No warrants will be exercisable unless at the time of exercise a registration statement relating to shares of common stock issuable upon exercise of the warrants is effective and a prospectus relating to shares of common stock issuable upon exercise of the warrants is available and the common stock has been registered or qualified or deemed to be exempt under the securities laws of the state of residence of the holder of the warrants. Holders of the warrants are not entitled to net cash settlement and the warrants may only be settled by delivery of shares of our common stock and not cash. Under the terms of the warrant agreement, we have agreed to meet these conditions and use our commercially reasonable efforts to maintain an effective registration statement and to make available a current prospectus relating to common stock issuable upon exercise of the warrants until the expiration or earlier redemption of the warrants. However, we cannot assure you that we will be able to do so. We have no obligation to settle the warrants or otherwise permit the warrants to be exercised in the absence of an effective registration statement or a currently available prospectus. The warrants may never become exercisable if we fail to comply with these registration requirements. The warrants may be deprived of any value and the market for the warrants may be limited if holders are prohibited from exercising the warrants because an effective registration statement and the prospectus relating to the common stock issuable upon the exercise of the warrants is not currently available or if the common stock is not qualified or exempt from qualification in the jurisdictions in which the holders of the warrants reside and we will not be required to cash settle any such warrant exercise. Warrants included in the units being sold in this offering will not be exercisable at the option of the holder on a cashless basis, provided that in connection with a call for redemption of the warrants, we may require all holders who wish to exercise their warrants to do so on a cashless basis. The initial warrants and the private placement warrants will not be exercisable at any time unless a registration statement is effective and a prospectus is available.

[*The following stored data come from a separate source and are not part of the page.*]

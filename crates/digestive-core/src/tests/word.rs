// Copyright (c) 2025-2026 Federico Hoerth <memparanoid@gmail.com>
// SPDX-License-Identifier: GPL-3.0-only
// See LICENSE in the repository root for full license text.

use crate::word::Word;

const TEST_VALUES_32: [u32; 5] = [
    0x0000_0000,
    0xFFFF_FFFF,
    0x0123_4567,
    0xFEDC_BA98,
    0x0F0F_0F0F,
];

const TEST_VALUES_64: [u64; 4] = [
    0x0000_0000_0000_0000,
    0xFFFF_FFFF_FFFF_FFFF,
    0x0123_4567_89AB_CDEF,
    0xF0E1_D2C3_B4A5_9687,
];

#[test]
fn test_ch_matches_reference() {
    // Ch(x, y, z) = (x & y) ^ (!x & z)
    for &x in &TEST_VALUES_32 {
        for &y in &TEST_VALUES_32 {
            for &z in &TEST_VALUES_32 {
                let expected = (x & y) ^ (!x & z);
                assert_eq!(
                    u32::ch(x, y, z),
                    expected,
                    "Ch mismatch for x={x:#010x}, y={y:#010x}, z={z:#010x}"
                );
            }
        }
    }
}

#[test]
fn test_maj_matches_reference() {
    // Maj(x, y, z) = (x & y) ^ (x & z) ^ (y & z)
    for &x in &TEST_VALUES_64 {
        for &y in &TEST_VALUES_64 {
            for &z in &TEST_VALUES_64 {
                let expected = (x & y) ^ (x & z) ^ (y & z);
                assert_eq!(
                    u64::maj(x, y, z),
                    expected,
                    "Maj mismatch for x={x:#018x}, y={y:#018x}, z={z:#018x}"
                );
            }
        }
    }
}

#[test]
fn test_parity_matches_reference() {
    for &x in &TEST_VALUES_32 {
        for &y in &TEST_VALUES_32 {
            assert_eq!(u32::parity(x, y, 0x5A5A_5A5A), x ^ y ^ 0x5A5A_5A5A);
        }
    }
}

#[test]
fn test_rotations_and_shift() {
    assert_eq!(Word::rotr(0x0000_0001u32, 1), 0x8000_0000);
    assert_eq!(Word::rotl(0x8000_0000u32, 1), 0x0000_0001);
    assert_eq!(Word::rotr(0x0123_4567_89AB_CDEFu64, 8), 0xEF01_2345_6789_ABCD);
    assert_eq!(Word::shr(0xFFFF_FFFFu32, 28), 0xF);
    assert_eq!(Word::rotl(0x0123_4567u32, 0), 0x0123_4567);
}

#[test]
fn test_wrapping_add_wraps() {
    assert_eq!(Word::wrapping_add(0xFFFF_FFFFu32, 2), 1);
    assert_eq!(Word::wrapping_add(u64::MAX, 1), 0);
}

#[test]
fn test_be_and_le_byte_order() {
    let bytes = [0x01, 0x23, 0x45, 0x67, 0x89, 0xAB, 0xCD, 0xEF];

    assert_eq!(u32::from_be_slice(&bytes), 0x0123_4567);
    assert_eq!(u32::from_le_slice(&bytes), 0x6745_2301);
    assert_eq!(u64::from_be_slice(&bytes), 0x0123_4567_89AB_CDEF);
    assert_eq!(u64::from_le_slice(&bytes), 0xEFCD_AB89_6745_2301);

    let mut out = [0u8; 8];
    0x0123_4567_89AB_CDEFu64.write_be(&mut out);
    assert_eq!(out, bytes);

    0xEFCD_AB89_6745_2301u64.write_le(&mut out);
    assert_eq!(out, bytes);
}

#[test]
#[should_panic]
fn test_from_be_slice_rejects_short_input() {
    u64::from_be_slice(&[0u8; 7]);
}
//! Server and user endpoints.

use serde::Serialize;
use serde_json::Value;

use crate::error::ExchangeError;
use crate::rest::endpoints::{server, session};
use crate::rest::{CallOptions, ExchangeClient};

/// Server information and user lookup.
#[derive(Debug, Clone, Copy)]
pub struct Server<'a> {
    client: &'a ExchangeClient,
}

impl ExchangeClient {
    /// Server and user endpoints.
    pub fn server(&self) -> Server<'_> {
        Server { client: self }
    }
}

impl Server<'_> {
    /// Get server information.
    pub async fn get_server_info(
        &self,
        options: Option<&CallOptions>,
    ) -> Result<Option<Value>, ExchangeError> {
        #[derive(Serialize)]
        struct Empty {}
        self.client
            .dispatch(session::SERVER_INFO, &Empty {}, options)
            .await
    }

    /// Ask the server to fail on purpose.
    ///
    /// Useful to check how errors flow through callbacks.
    pub async fn get_server_error(
        &self,
        options: Option<&CallOptions>,
    ) -> Result<Option<Value>, ExchangeError> {
        #[derive(Serialize)]
        struct Empty {}
        self.client
            .dispatch(session::SERVER_ERROR, &Empty {}, options)
            .await
    }

    /// Get the specification of an asset type.
    pub async fn get_asset_type(
        &self,
        asset_type: &str,
        options: Option<&CallOptions>,
    ) -> Result<Option<Value>, ExchangeError> {
        #[derive(Serialize)]
        struct Params<'a> {
            asset_type: &'a str,
        }
        self.client
            .dispatch(server::ASSET_TYPE_SPECIFICATIONS, &Params { asset_type }, options)
            .await
    }

    /// Get the current user.
    pub async fn get_user(
        &self,
        options: Option<&CallOptions>,
    ) -> Result<Option<Value>, ExchangeError> {
        #[derive(Serialize)]
        struct Empty {}
        self.client.dispatch(server::USER, &Empty {}, options).await
    }

    /// Look up a user by email address.
    pub async fn lookup_user(
        &self,
        email_address: &str,
        options: Option<&CallOptions>,
    ) -> Result<Option<Value>, ExchangeError> {
        #[derive(Serialize)]
        struct Params<'a> {
            email_address: &'a str,
        }
        self.client
            .dispatch(server::USER_LOOKUP, &Params { email_address }, options)
            .await
    }
}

No fractional shares will be issued upon exercise of the warrants. If, upon exercise of the warrants, a holder would be entitled to receive a fractional interest in a share, we will, upon exercise, round up to the nearest whole number the number of shares of common stock to be issued to the warrant holder.

Private Placement Warrants

The private placement warrants will be identical to the warrants included in the units being sold in this offering, except that:

 

 

 

 

the private placement warrants will be exercisable at the option of the holder on a cashless basis so long as they are held by the original purchaser or its permitted transferees;

 

 

 

 

the private placement warrants will not be redeemable by us so long as they are held by our existing holders or their permitted transferees; and

 

 

 

 

our sponsors have agreed, subject to certain exceptions, not to sell or otherwise transfer the private placement warrants until after consummation of our initial business combination, without the prior written consent of Merrill Lynch, Pierce, Fenner & Smith Incorporated. However, holders of the private placement warrants and their permitted transferees may make transfers of their private placement warrants in the event of a merger, capital stock exchange, stock purchase, asset acquisition or other similar transaction which results in all of our stockholders having the right to exchange their shares of our common stock or other securities for cash, securities or other property subsequent to our consummation of our initial business combination (in which case a transfer would be permitted only to the extent necessary to participate in such exchange).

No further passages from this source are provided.